::: SUPPLIED MATERIAL :::
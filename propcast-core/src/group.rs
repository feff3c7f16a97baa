//! Property Groups
//!
//! A group is a set of properties published on a common period. Membership
//! is ordered (insertion order is payload order), may overlap with other
//! groups, and only grows.
//!
//! With `only_if_changed` a due group contributes just the members whose
//! value changed since their last successful publication; otherwise every
//! enabled member is sent each period.

use core::num::NonZeroU8;

use heapless::Vec;

use crate::constants::{MAX_GROUPS, MAX_PROPERTIES};
use crate::errors::{PropertyError, PropertyResult};
use crate::property::{PropertyId, PropertyStore};
use crate::time::{self, Timestamp};

/// Handle to a group, 1-based and stable for the registry's lifetime
#[derive(Debug, Clone, Copy, PartialEq, Eq, PartialOrd, Ord, Hash)]
pub struct GroupId(NonZeroU8);

impl GroupId {
    /// Wrap a raw 1-based id; `0` is never a valid handle
    pub const fn new(raw: u8) -> Option<Self> {
        match NonZeroU8::new(raw) {
            Some(raw) => Some(Self(raw)),
            None => None,
        }
    }

    /// Raw 1-based id
    pub const fn get(self) -> u8 {
        self.0.get()
    }

    const fn index(self) -> usize {
        self.0.get() as usize - 1
    }

    fn from_index(index: usize) -> Self {
        Self(NonZeroU8::MIN.saturating_add(index as u8))
    }
}

#[cfg(feature = "defmt")]
impl defmt::Format for GroupId {
    fn format(&self, fmt: defmt::Formatter) {
        defmt::write!(fmt, "G{}", self.get())
    }
}

/// Properties sharing one publication period
#[derive(Debug, Clone)]
pub struct PropertyGroup {
    period_ms: u32,
    only_if_changed: bool,
    members: Vec<PropertyId, MAX_PROPERTIES>,
    last_publish_ms: Timestamp,
}

impl PropertyGroup {
    fn new(period_ms: u32, only_if_changed: bool) -> Self {
        Self {
            period_ms,
            only_if_changed,
            members: Vec::new(),
            last_publish_ms: 0,
        }
    }

    /// Minimum time between two evaluations
    pub fn period_ms(&self) -> u32 {
        self.period_ms
    }

    /// Publish members only when they changed
    pub fn only_if_changed(&self) -> bool {
        self.only_if_changed
    }

    /// Members in insertion order
    pub fn members(&self) -> &[PropertyId] {
        &self.members
    }

    /// Whether `property` belongs to this group
    pub fn contains(&self, property: PropertyId) -> bool {
        self.members.contains(&property)
    }

    /// Last time this group was evaluated as due
    pub fn last_publish_ms(&self) -> Timestamp {
        self.last_publish_ms
    }

    /// Period elapsed at `now`, wraparound-safe
    pub fn is_due(&self, now: Timestamp) -> bool {
        time::is_due(self.last_publish_ms, now, self.period_ms)
    }

    pub(crate) fn mark_evaluated(&mut self, now: Timestamp) {
        self.last_publish_ms = now;
    }
}

/// Fixed-capacity group registry
#[derive(Debug, Clone, Default)]
pub struct GroupRegistry {
    groups: Vec<PropertyGroup, MAX_GROUPS>,
}

impl GroupRegistry {
    /// Empty registry
    pub fn new() -> Self {
        Self { groups: Vec::new() }
    }

    /// Create a group publishing every `period_ms`.
    ///
    /// Its timestamp starts at 0 and is aligned to the clock when a
    /// [`Scheduler`](crate::Scheduler) takes over the registry.
    ///
    /// # Errors
    ///
    /// `RegistryFull` once [`MAX_GROUPS`] groups exist.
    pub fn create(&mut self, period_ms: u32, only_if_changed: bool) -> PropertyResult<GroupId> {
        let index = self.groups.len();
        self.groups
            .push(PropertyGroup::new(period_ms, only_if_changed))
            .map_err(|_| PropertyError::RegistryFull { capacity: MAX_GROUPS })?;

        let id = GroupId::from_index(index);
        log_debug!(
            "created group #{} (period {} ms, only if changed: {})",
            id.get(),
            period_ms,
            only_if_changed
        );
        Ok(id)
    }

    /// Append `property` to `group`.
    ///
    /// # Errors
    ///
    /// `InvalidProperty` if `store` did not issue `property`, `InvalidGroup`
    /// for an unknown group, `AlreadyMember` for a repeated insertion.
    pub fn add_property(
        &mut self,
        store: &PropertyStore,
        property: PropertyId,
        group: GroupId,
    ) -> PropertyResult<()> {
        if !store.contains(property) {
            return Err(PropertyError::InvalidProperty);
        }
        let entry = self
            .groups
            .get_mut(group.index())
            .ok_or(PropertyError::InvalidGroup)?;
        if entry.contains(property) {
            return Err(PropertyError::AlreadyMember);
        }
        entry
            .members
            .push(property)
            .map_err(|_| PropertyError::RegistryFull { capacity: MAX_PROPERTIES })
    }

    /// Group behind `id`
    pub fn get(&self, id: GroupId) -> Option<&PropertyGroup> {
        self.groups.get(id.index())
    }

    /// Number of groups created
    pub fn len(&self) -> usize {
        self.groups.len()
    }

    /// `true` until the first group is created
    pub fn is_empty(&self) -> bool {
        self.groups.is_empty()
    }

    /// All groups in creation order
    pub fn iter(&self) -> impl Iterator<Item = (GroupId, &PropertyGroup)> {
        self.groups
            .iter()
            .enumerate()
            .map(|(index, group)| (GroupId::from_index(index), group))
    }

    pub(crate) fn groups_mut(&mut self) -> impl Iterator<Item = &mut PropertyGroup> {
        self.groups.iter_mut()
    }

    /// Treat `now` as the last evaluation of every group
    pub(crate) fn align_to(&mut self, now: Timestamp) {
        for group in self.groups.iter_mut() {
            group.last_publish_ms = now;
        }
    }
}
//! Payload Serialization
//!
//! ## Wire format
//!
//! A payload is one flat JSON-like object of comma-separated fragments:
//!
//! ```text
//! {"temp":23.15,"uptime":4294967295,"fw":"1.4.2"}
//!  └─fragment─┘ └─────fragment─────┘ └fragment┘
//! ```
//!
//! | property | fragment |
//! |----------|----------|
//! | signed integer `-3` | `"k":-3` |
//! | unsigned integer, raw `-1` | `"k":4294967295` |
//! | scale 100, 2 decimals, raw `12345` | `"k":123.45` |
//! | string `abc` | `"k":"abc"` |
//!
//! String values are written verbatim between quotes. Quotes, backslashes
//! and control characters are not escaped, so callers must keep them out of
//! string properties if the consumer expects strict JSON.

use alloc::string::String;
use core::fmt::{self, Write};

use crate::errors::{PropertyError, PropertyResult};

/// A property value as it will appear on the wire
#[derive(Debug, Clone, Copy, PartialEq)]
pub enum PropertyValue<'a> {
    /// Signed decimal integer
    Signed(i32),
    /// Unsigned decimal integer (raw bits reinterpreted)
    Unsigned(u32),
    /// `raw / scale` with exactly `num_decimals` fractional digits
    Fixed {
        /// Raw stored value
        raw: i32,
        /// Divisor
        scale: u16,
        /// Fractional digits
        num_decimals: u8,
    },
    /// Quoted, unescaped string
    Text(&'a str),
}

impl fmt::Display for PropertyValue<'_> {
    fn fmt(&self, f: &mut fmt::Formatter<'_>) -> fmt::Result {
        match *self {
            Self::Signed(value) => write!(f, "{}", value),
            Self::Unsigned(value) => write!(f, "{}", value),
            Self::Fixed { raw, scale, num_decimals } => {
                let value = f64::from(raw) / f64::from(scale);
                write!(f, "{:.*}", usize::from(num_decimals), value)
            }
            Self::Text(text) => write!(f, "\"{}\"", text),
        }
    }
}

/// Write `"key":value` into `out`
pub fn write_fragment<W: Write>(out: &mut W, key: &str, value: &PropertyValue<'_>) -> fmt::Result {
    write!(out, "\"{}\":{}", key, value)
}

/// Render `"key":value` into a new string
pub fn render_fragment(key: &str, value: &PropertyValue<'_>) -> String {
    let mut out = String::new();
    // Writing into a String cannot fail
    let _ = write_fragment(&mut out, key, value);
    out
}

/// Assembles one payload with a hard size limit
///
/// Fragments are appended comma-separated after an opening brace; the
/// closing brace is reserved up front so [`finish`](Self::finish) can never
/// exceed the capacity. A fragment that does not fit is rolled back and
/// reported instead of being truncated.
#[derive(Debug)]
pub struct PayloadBuilder {
    buf: String,
    capacity: usize,
    fragments: usize,
}

impl PayloadBuilder {
    /// Builder for payloads of at most `capacity` bytes
    pub fn new(capacity: usize) -> Self {
        let mut buf = String::with_capacity(capacity);
        buf.push('{');
        Self { buf, capacity, fragments: 0 }
    }

    /// Append one fragment.
    ///
    /// # Errors
    ///
    /// `PayloadOverflow` if the fragment plus the closing brace would not
    /// fit. The builder is left as it was before the call.
    pub fn push(&mut self, key: &str, value: &PropertyValue<'_>) -> PropertyResult<()> {
        let rollback = self.buf.len();
        if self.fragments > 0 {
            self.buf.push(',');
        }
        let written = write_fragment(&mut self.buf, key, value);

        let required = self.buf.len() + 1;
        if written.is_err() || required > self.capacity {
            self.buf.truncate(rollback);
            return Err(PropertyError::PayloadOverflow { required, capacity: self.capacity });
        }

        self.fragments += 1;
        Ok(())
    }

    /// Number of fragments appended so far
    pub fn fragments(&self) -> usize {
        self.fragments
    }

    /// `true` while no fragment has been appended
    pub fn is_empty(&self) -> bool {
        self.fragments == 0
    }

    /// Close the object; `None` when nothing was appended
    pub fn finish(mut self) -> Option<String> {
        if self.fragments == 0 {
            return None;
        }
        self.buf.push('}');
        Some(self.buf)
    }
}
:::
[TASK INSTRUCTIONS] All that belongs in the answer is the run of lines above from the line containing "impl defmt::Format for" through the line containing "self.only_if_changed", exactly as written.

[ANSWER]
impl defmt::Format for GroupId {
    fn format(&self, fmt: defmt::Formatter) {
        defmt::write!(fmt, "G{}", self.get())
    }
}

/// Properties sharing one publication period
#[derive(Debug, Clone)]
pub struct PropertyGroup {
    period_ms: u32,
    only_if_changed: bool,
    members: Vec<PropertyId, MAX_PROPERTIES>,
    last_publish_ms: Timestamp,
}

impl PropertyGroup {
    fn new(period_ms: u32, only_if_changed: bool) -> Self {
        Self {
            period_ms,
            only_if_changed,
            members: Vec::new(),
            last_publish_ms: 0,
        }
    }

    /// Minimum time between two evaluations
    pub fn period_ms(&self) -> u32 {
        self.period_ms
    }

    /// Publish members only when they changed
    pub fn only_if_changed(&self) -> bool {
        self.only_if_changed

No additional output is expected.